The Asian HR community is feeling the heat more than ever to plug the region’s gaping gender pay gap, in the wake of a new initiative launched on the fringes of the UN general assembly in New York last week.

The Equal Pay International Coalition (EPIC) – led by the UN International Labour Organization (ILO), UN Women and the Organization for Economic Cooperation and Development (OECD) – has added a new sense of urgency to tackling the issue.

Its aim is to achieve equal pay for work of equal value by 2030, regardless of gender, further strengthening Target 8.7 of the UN Sustainable Development Goals. It is now a matter for the EPIC secretariat to convene its steering committee before agreeing on a work plan, before setting targets and measuring results, says Raphael Crowe, senior gender specialist at ILO Geneva.

“Country ownership and alignment with national priorities is fundamental” when implementing projects under the EPIC for each country and it will be supported at global and regional levels, Crowe said.
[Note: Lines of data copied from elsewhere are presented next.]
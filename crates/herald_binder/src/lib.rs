//! Binding capture, exact and pattern binding, and reference resolution
//! for Herald.
//!
//! This crate provides:
//! - [`capture`] - Element-shape validation producing a [`herald_grammar::Binding`]
//! - [`bind_exact`] - The exact (namespace) binding strategy
//! - [`bind_pattern`] - The overlapping pattern binding strategy
//! - [`resolve_references`] - Per-node ancestor reference resolution

#![warn(missing_docs)]
#![warn(clippy::all)]
#![warn(clippy::pedantic)]

pub mod capture;
pub mod exact;
pub mod pattern;
pub mod reference;

pub use capture::capture;
pub use exact::bind_exact;
pub use pattern::bind_pattern;
pub use reference::resolve_references;
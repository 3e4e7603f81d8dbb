//! Herald - Compile-time command-grammar compiler
//!
//! This crate re-exports all layers of the Herald system for convenient
//! access and hosts the pipeline driver that runs them in order. For
//! detailed documentation, see the individual layer crates.
//!
//! # Architecture
//!
//! ```text
//! Layer 3: herald (this crate) — pipeline driver, integration tests
//! Layer 2: herald_lints        — static validators over bound trees
//!          herald_binder       — capture, exact/pattern binding, references
//! Layer 1: herald_grammar      — lexer, command tree, namespaces
//! Layer 0: herald_foundation   — identity, diagnostics, collections
//! ```

#![warn(missing_docs)]
#![warn(clippy::all)]
#![warn(clippy::pedantic)]

pub mod pipeline;

pub use herald_binder as binder;
pub use herald_foundation as foundation;
pub use herald_grammar as grammar;
pub use herald_lints as lints;

pub use pipeline::{BindMode, BindSite, Declaration, compile};
//! Pattern lexer, command tree, and namespaces for Herald.
//!
//! This crate provides:
//! - [`lex`] - Tokenization of command pattern strings
//! - [`Token`] - The lexer's output unit
//! - [`CommandTree`] / [`Command`] - The arena-based grammar tree
//! - [`Binding`] - The handler association attached to tree nodes
//! - [`declare`] - The tree builder merging declarations into namespaces
//! - [`Environment`] - Per-compilation state consumed by binders and lints

#![warn(missing_docs)]
#![warn(clippy::all)]
#![warn(clippy::pedantic)]

pub mod binding;
pub mod builder;
pub mod environment;
pub mod lexer;
pub mod token;
pub mod tree;


pub use binding::{
    Binding, BindingGroup, BindingKind, FieldBinding, MethodBinding, MethodShape, ParamReference,
};
pub use builder::declare;
pub use environment::{BoundCommand, Environment, Namespace};
pub use lexer::lex;
pub use token::{Token, join_tokens};
pub use tree::{Command, CommandId, CommandTree};
//! The command tree.
//!
//! Nodes live in a per-namespace arena and refer to each other by
//! [`CommandId`]; parents own their children map while children hold a
//! plain back-index, so there are no ownership cycles. Children and root
//! maps are insertion-ordered, so traversal, overlap matching, and
//! diagnostic order are all deterministic.

use std::fmt;

use herald_foundation::{ElementId, Identity, OrderedMap, OrderedSet, Site};

use crate::binding::Binding;
use crate::token::Token;

// =============================================================================
// CommandId
// =============================================================================

/// Arena index of a command node, minted only by its [`CommandTree`].
#[derive(Copy, Clone, Eq, PartialEq, Hash)]
pub struct CommandId(u32);

impl CommandId {
    /// Returns the raw arena index.
    #[must_use]
    pub const fn index(self) -> u32 {
        self.0
    }
}

impl fmt::Debug for CommandId {
    fn fmt(&self, f: &mut fmt::Formatter<'_>) -> fmt::Result {
        write!(f, "CommandId({})", self.0)
    }
}

// =============================================================================
// Command
// =============================================================================

/// One position in the grammar tree.
#[derive(Clone, Debug)]
pub struct Command {
    identity: Identity,
    parent: Option<CommandId>,
    children: OrderedMap<Identity, CommandId>,
    aliases: OrderedSet<String>,
    bindings: OrderedMap<ElementId, Binding>,
    site: Site,
}

impl Command {
    fn new(identity: Identity, parent: Option<CommandId>, site: Site) -> Self {
        Self {
            identity,
            parent,
            children: OrderedMap::new(),
            aliases: OrderedSet::new(),
            bindings: OrderedMap::new(),
            site,
        }
    }

    /// The node's identity.
    #[must_use]
    pub fn identity(&self) -> &Identity {
        &self.identity
    }

    /// The owning node, absent for roots.
    #[must_use]
    pub fn parent(&self) -> Option<CommandId> {
        self.parent
    }

    /// The children map, in insertion order.
    #[must_use]
    pub fn children(&self) -> &OrderedMap<Identity, CommandId> {
        &self.children
    }

    /// Alternate names resolving to this node at its tree level.
    #[must_use]
    pub fn aliases(&self) -> &OrderedSet<String> {
        &self.aliases
    }

    /// The bindings attached to this node, at most one per declaring element.
    #[must_use]
    pub fn bindings(&self) -> &OrderedMap<ElementId, Binding> {
        &self.bindings
    }

    /// Provenance of the first declaration that created this node.
    #[must_use]
    pub fn site(&self) -> &Site {
        &self.site
    }

    /// Attaches a binding, replacing any earlier binding by the same
    /// declaring element.
    pub fn bind(&mut self, binding: Binding) {
        self.bindings.insert(binding.element(), binding);
    }
}

// =============================================================================
// CommandTree
// =============================================================================

/// Arena of command nodes plus the insertion-ordered root map of one
/// namespace.
#[derive(Clone, Debug, Default)]
pub struct CommandTree {
    nodes: Vec<Command>,
    roots: OrderedMap<Identity, CommandId>,
}

impl CommandTree {
    /// Creates an empty tree.
    #[must_use]
    pub fn new() -> Self {
        Self::default()
    }

    /// Returns the number of nodes in the arena.
    #[must_use]
    pub fn len(&self) -> usize {
        self.nodes.len()
    }

    /// Returns true if the tree has no nodes.
    #[must_use]
    pub fn is_empty(&self) -> bool {
        self.nodes.is_empty()
    }

    /// Returns the node for an id.
    ///
    /// # Panics
    /// Panics if `id` was not minted by this tree.
    #[must_use]
    pub fn node(&self, id: CommandId) -> &Command {
        &self.nodes[id.0 as usize]
    }

    /// Returns the node for an id, mutably.
    ///
    /// # Panics
    /// Panics if `id` was not minted by this tree.
    pub fn node_mut(&mut self, id: CommandId) -> &mut Command {
        &mut self.nodes[id.0 as usize]
    }

    /// Looks up a root node by identity.
    #[must_use]
    pub fn root(&self, identity: &Identity) -> Option<CommandId> {
        self.roots.get(identity).copied()
    }

    /// Iterates root ids in insertion order.
    pub fn roots(&self) -> impl Iterator<Item = CommandId> + '_ {
        self.roots.values().copied()
    }

    /// Looks up a child of `parent` by identity.
    #[must_use]
    pub fn child(&self, parent: CommandId, identity: &Identity) -> Option<CommandId> {
        self.node(parent).children.get(identity).copied()
    }

    /// Looks up or creates the root node for a token, merging its aliases.
    pub fn intern_root(&mut self, token: &Token, site: &Site) -> CommandId {
        if let Some(id) = self.root(&token.identity) {
            self.merge_aliases(id, token);
            return id;
        }
        let id = self.push_node(token.identity.clone(), None, site.clone());
        self.roots.insert(token.identity.clone(), id);
        self.merge_aliases(id, token);
        id
    }

    /// Looks up or creates a child of `parent` for a token, merging its
    /// aliases.
    ///
    /// # Panics
    /// Panics if `parent` was not minted by this tree.
    pub fn intern_child(&mut self, parent: CommandId, token: &Token, site: &Site) -> CommandId {
        if let Some(id) = self.child(parent, &token.identity) {
            self.merge_aliases(id, token);
            return id;
        }
        let id = self.push_node(token.identity.clone(), Some(parent), site.clone());
        self.node_mut(parent)
            .children
            .insert(token.identity.clone(), id);
        self.merge_aliases(id, token);
        id
    }

    fn push_node(&mut self, identity: Identity, parent: Option<CommandId>, site: Site) -> CommandId {
        let index = u32::try_from(self.nodes.len()).expect("too many command nodes");
        self.nodes.push(Command::new(identity, parent, site));
        CommandId(index)
    }

    fn merge_aliases(&mut self, id: CommandId, token: &Token) {
        for alias in &token.aliases {
            self.node_mut(id).aliases.insert(alias.clone());
        }
    }

    /// Returns every node id in depth-first preorder, roots and children
    /// visited in stored insertion order.
    #[must_use]
    pub fn preorder(&self) -> Vec<CommandId> {
        let mut order = Vec::with_capacity(self.nodes.len());
        let mut stack: Vec<CommandId> = self.roots().collect();
        stack.reverse();
        while let Some(id) = stack.pop() {
            order.push(id);
            let children: Vec<CommandId> = self.node(id).children.values().copied().collect();
            for child in children.into_iter().rev() {
                stack.push(child);
            }
        }
        order
    }

    /// Iterates a node and then its ancestors up to the root.
    ///
    /// # Panics
    /// Panics if `id` was not minted by this tree.
    pub fn lineage(&self, id: CommandId) -> impl Iterator<Item = CommandId> + '_ {
        let mut current = Some(id);
        std::iter::from_fn(move || {
            let id = current?;
            current = self.node(id).parent();
            Some(id)
        })
    }

    /// Returns the full textual path of a node, root first, in canonical
    /// pattern form (e.g. `warp <target> now`).
    ///
    /// # Panics
    /// Panics if `id` was not minted by this tree.
    #[must_use]
    pub fn path(&self, id: CommandId) -> String {
        let mut identities: Vec<String> = self
            .lineage(id)
            .map(|n| self.node(n).identity().to_string())
            .collect();
        identities.reverse();
        identities.join(" ")
    }
}
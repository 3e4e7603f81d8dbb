//! Binding-pattern exclusivity.
//!
//! Within one command node, at most one binding of each structural group
//! is allowed: one argument type, one executor, one predicate, one
//! suggestion provider. A second binding in a group is reported at both
//! implicated sites: the later binding primarily, the original as a
//! companion.

use herald_foundation::{Diagnostic, DiagnosticKind, Reporter};
use herald_grammar::{Binding, BindingGroup, Environment};

/// Checks every node of every namespace for duplicate group bindings.
pub fn check(env: &Environment, reporter: &mut dyn Reporter) {
    for ns in env.namespaces() {
        let tree = ns.tree();
        for id in tree.preorder() {
            let node = tree.node(id);
            let path = tree.path(id);
            let mut first_in_group: Vec<(BindingGroup, &Binding)> = Vec::new();

            for binding in node.bindings().values() {
                let group = binding.group();
                if let Some((_, original)) =
                    first_in_group.iter().find(|(seen, _)| *seen == group)
                {
                    reporter.report(
                        Diagnostic::new(
                            DiagnosticKind::DuplicateBindingInGroup,
                            binding.site().clone(),
                            format!("duplicate {group} binding on command '{path}'"),
                        )
                        .with_hint(format!("conflicts with the binding at {}", original.site())),
                    );
                    reporter.report(Diagnostic::new(
                        DiagnosticKind::DuplicateBindingInGroup,
                        original.site().clone(),
                        format!("previous {group} binding on command '{path}'"),
                    ));
                } else {
                    first_in_group.push((group, binding));
                }
            }
        }
    }
}
//! Product domain events.

use event_dispatcher::DomainEvent;
use serde::{Deserialize, Serialize};

use super::Product;

/// Events raised by products.
#[derive(Debug, Clone, Serialize, Deserialize)]
#[serde(tag = "type", content = "data")]
pub enum ProductEvent {
    /// A product was created; carries the new product.
    Created(Product),
}

impl ProductEvent {
    pub const CREATED: &'static str = "ProductCreatedEvent";
}

impl DomainEvent for ProductEvent {
    fn event_type(&self) -> &'static str {
        match self {
            ProductEvent::Created(_) => Self::CREATED,
        }
    }
}
//! Repository contract shared by every entity.

use async_trait::async_trait;
use common::EntityId;
use thiserror::Error;

/// Errors that can occur when loading or storing entities.
#[derive(Debug, Error)]
pub enum RepositoryError {
    /// No entity with the given ID exists.
    #[error("{entity} not found")]
    NotFound { entity: &'static str, id: EntityId },

    /// An entity with the given ID already exists.
    #[error("{entity} already exists: {id}")]
    AlreadyExists { entity: &'static str, id: EntityId },

    /// A stored record could not be turned back into an entity.
    #[error("Invalid stored {entity} {id}: {reason}")]
    InvalidRecord {
        entity: &'static str,
        id: EntityId,
        reason: String,
    },

    /// The backing store failed.
    #[error("Database error: {0}")]
    Database(#[source] Box<dyn std::error::Error + Send + Sync>),
}

impl RepositoryError {
    /// Returns true if this is a `NotFound` error.
    pub fn is_not_found(&self) -> bool {
        matches!(self, RepositoryError::NotFound { .. })
    }
}

/// Result type for repository operations.
pub type Result<T> = std::result::Result<T, RepositoryError>;

/// Persistence operations for one entity type.
///
/// All implementations must be thread-safe (Send + Sync).
#[async_trait]
pub trait Repository<T>: Send + Sync {
    /// Stores a new entity.
    ///
    /// Fails with `AlreadyExists` if the ID is taken.
    async fn create(&self, entity: &T) -> Result<()>;

    /// Replaces the stored state of an existing entity.
    ///
    /// Fails with `NotFound` if the entity was never created.
    async fn update(&self, entity: &T) -> Result<()>;

    /// Loads an entity by ID.
    async fn find(&self, id: &EntityId) -> Result<T>;

    /// Loads every stored entity, oldest first.
    async fn find_all(&self) -> Result<Vec<T>>;
}
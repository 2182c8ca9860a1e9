//! Wiring for the shop binary.
//!
//! Builds one dispatcher per event family, registers the logging handlers
//! and runs a short customer, product and order walkthrough against any
//! set of repositories.

pub mod config;
pub mod error;

use std::sync::Arc;

use common::EntityId;
use domain::{
    Address, CustomerEvent, CustomerRepository, CustomerService, DomainError, Money, Order,
    OrderItem, OrderRepository, ProductEvent, ProductRepository, ProductService,
    SendConsoleLogWhenCustomerChangedAddressHandler, SendEmailWhenProductIsCreatedHandler,
    SendFirstConsoleLogWhenCustomerIsCreatedHandler,
    SendSecondConsoleLogWhenCustomerIsCreatedHandler,
};
use event_dispatcher::{DeliveryPolicy, EventDispatcher, HandlerRef};

pub use config::Config;
pub use error::{AppError, Result};

/// Creates the customer dispatcher with the console log handlers registered.
pub fn customer_dispatcher(policy: DeliveryPolicy) -> Arc<EventDispatcher<CustomerEvent>> {
    let dispatcher = EventDispatcher::with_policy(policy);

    let first: HandlerRef<CustomerEvent> =
        Arc::new(SendFirstConsoleLogWhenCustomerIsCreatedHandler);
    let second: HandlerRef<CustomerEvent> =
        Arc::new(SendSecondConsoleLogWhenCustomerIsCreatedHandler);
    let changed_address: HandlerRef<CustomerEvent> =
        Arc::new(SendConsoleLogWhenCustomerChangedAddressHandler);

    dispatcher.register(CustomerEvent::CREATED, first);
    dispatcher.register(CustomerEvent::CREATED, second);
    dispatcher.register(CustomerEvent::CHANGED_ADDRESS, changed_address);

    Arc::new(dispatcher)
}

/// Creates the product dispatcher with the e-mail handler registered.
pub fn product_dispatcher(policy: DeliveryPolicy) -> Arc<EventDispatcher<ProductEvent>> {
    let dispatcher = EventDispatcher::with_policy(policy);

    let email: HandlerRef<ProductEvent> = Arc::new(SendEmailWhenProductIsCreatedHandler);
    dispatcher.register(ProductEvent::CREATED, email);

    Arc::new(dispatcher)
}

/// What the walkthrough stored.
#[derive(Debug, Clone)]
pub struct Summary {
    pub customer_id: EntityId,
    pub product_id: EntityId,
    pub order: Order,
    pub orders_stored: usize,
}

/// Creates a customer and moves them, creates a product, then places an
/// order for it.
pub async fn walkthrough<C, P, O>(
    customers: &CustomerService<C>,
    products: &ProductService<P>,
    orders: &O,
) -> Result<Summary>
where
    C: CustomerRepository,
    P: ProductRepository,
    O: OrderRepository,
{
    let customer = customers
        .create_customer(EntityId::generate(), "Customer 1")
        .await?;

    let address =
        Address::new("Street 1", 123, "13330-250", "São Paulo").map_err(DomainError::from)?;
    customers.change_address(customer.id(), address).await?;

    let product = products
        .create_product(EntityId::generate(), "Product 1", Money::from_dollars(10))
        .await?;

    let item = OrderItem::new(
        EntityId::generate(),
        product.name(),
        product.price(),
        product.id().clone(),
        2,
    )
    .map_err(DomainError::from)?;
    let order = Order::new(EntityId::generate(), customer.id().clone(), vec![item])
        .map_err(DomainError::from)?;
    orders.create(&order).await?;

    tracing::info!(
        order_id = %order.id(),
        customer_id = %order.customer_id(),
        total = %order.total(),
        "Order placed"
    );

    let orders_stored = orders.find_all().await?.len();

    Ok(Summary {
        customer_id: customer.id().clone(),
        product_id: product.id().clone(),
        order,
        orders_stored,
    })
}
“The new initiative obviously has put pressure on the HR sector to overhaul gender-biased policies because they potentially entrench discrimination such that the female candidate will earn less,” associate professor Lawrence Loh, director of the Centre for Governance, Institutions & Organisations (CGIO) at the National University of Singapore Business School, told People Management.

The priority now is to “strengthen and integrate HR policies such as gender-neutral job selections and job evaluations, equal access to career opportunities, and increased pay transparency across job types and levels”, Professor Loh said.

The new initiative is important to the Association of Southeast Asian Nations (ASEAN) region, where women traditionally earn a lot less than men for the same level of work. The gender pay gap ranges from 1.7 per cent to a massive 38 per cent across the region, according to Joni Simpson, senior specialist on gender, equality and non-discrimination at ILO’s Bangkok office, quoting its latest available data from 2015.

The EPIC will add momentum to initiatives. And it will reinforce efforts to eliminate the pay gap by “connecting initiatives that might exist at national, sectoral or regional levels,” said Crowe.

For example, depending on what ASEAN countries agree, some ideas to reduce gender pay inequalities under the EPIC could include “peer-to-peer support by sharing of good practice, holding regional equal pay conferences, and research or country studies on the obstacles to achieving equal pay for work of equal value, which could be carried out in cooperation with governments, employers, workers’ organisations and the private sector”, he suggested.

The UN initiative is an “excellent way to encourage multi-sector, multi-stakeholder collaboration and cooperation to eliminate the gender pay gap,” said Fiona Nott, CEO of Hong Kong-based The Women’s Foundation (TWF). “Re-energising” the gender pay gap discussion around the world is key and EPIC provides a perfect platform for it, Nott added.

Even countries which rank highest in terms of the World Economic Forum’s gender equality index, like Norway and Sweden, have gender pay gaps that hover around 14 per cent, she noted.

But debate alone won’t solve the issue. Collecting, analysing and reporting gender-segregated pay data is an important first step towards levelling the playing field, said Nott.

When it comes to data, it varies according to country. Nevertheless, they all point to a gaping gap in pay. According to the Hong Kong Census and Statistics Department’s 2017 data, the gender pay gap in Hong Kong stands at 22 per cent, which tops Singapore's gender pay gap by more than 10 per cent, Nott said. Separately, an Oxfam report published in September 2016 said women on average in Hong Kong earn only 60 per cent of the amount men do. And this gap is even worse for women living below the poverty line.

ILO data for 2015 puts the gender pay gap in Hong Kong at 7.5 per cent, and 25.3 per cent in Singapore. In Malaysia, the gap is down to 3.9 per cent, while the figure stands at 1.7 per cent in Thailand. The only exception to this trend in Asia Pacific is the Philippines, where men’s pay is 5.4 per cent lower than that of women, according to the ILO.

Having crunched the data, companies need to set timelines and targets for reducing gender pay gaps, Nott said – for which the EPIC can help. Having a holistic approach that will include “not just tackling pay inequalities but other measures including sponsorship and mentoring for women employees, aligned HR policies and practices and tackling entrenched mindsets and unconscious bias are key”, she said.

“The Equal Pay International Coalition is a necessary global movement and response,” added Professor Loh. Unequal pay can be seen as one of the most persistent barriers to women’s success at work and economic growth – achieving equality could have a significant impact on promoting inclusive societies, women’s economic empowerment and gender equality, he said.

For its part, TWF said it develops ‘Best Practice’ guides for companies to review their existing practices, and develop effective drivers of sustainable change to achieve greater gender equality. “These can address some of the root causes of issues like the gender pay gap,” said Nott.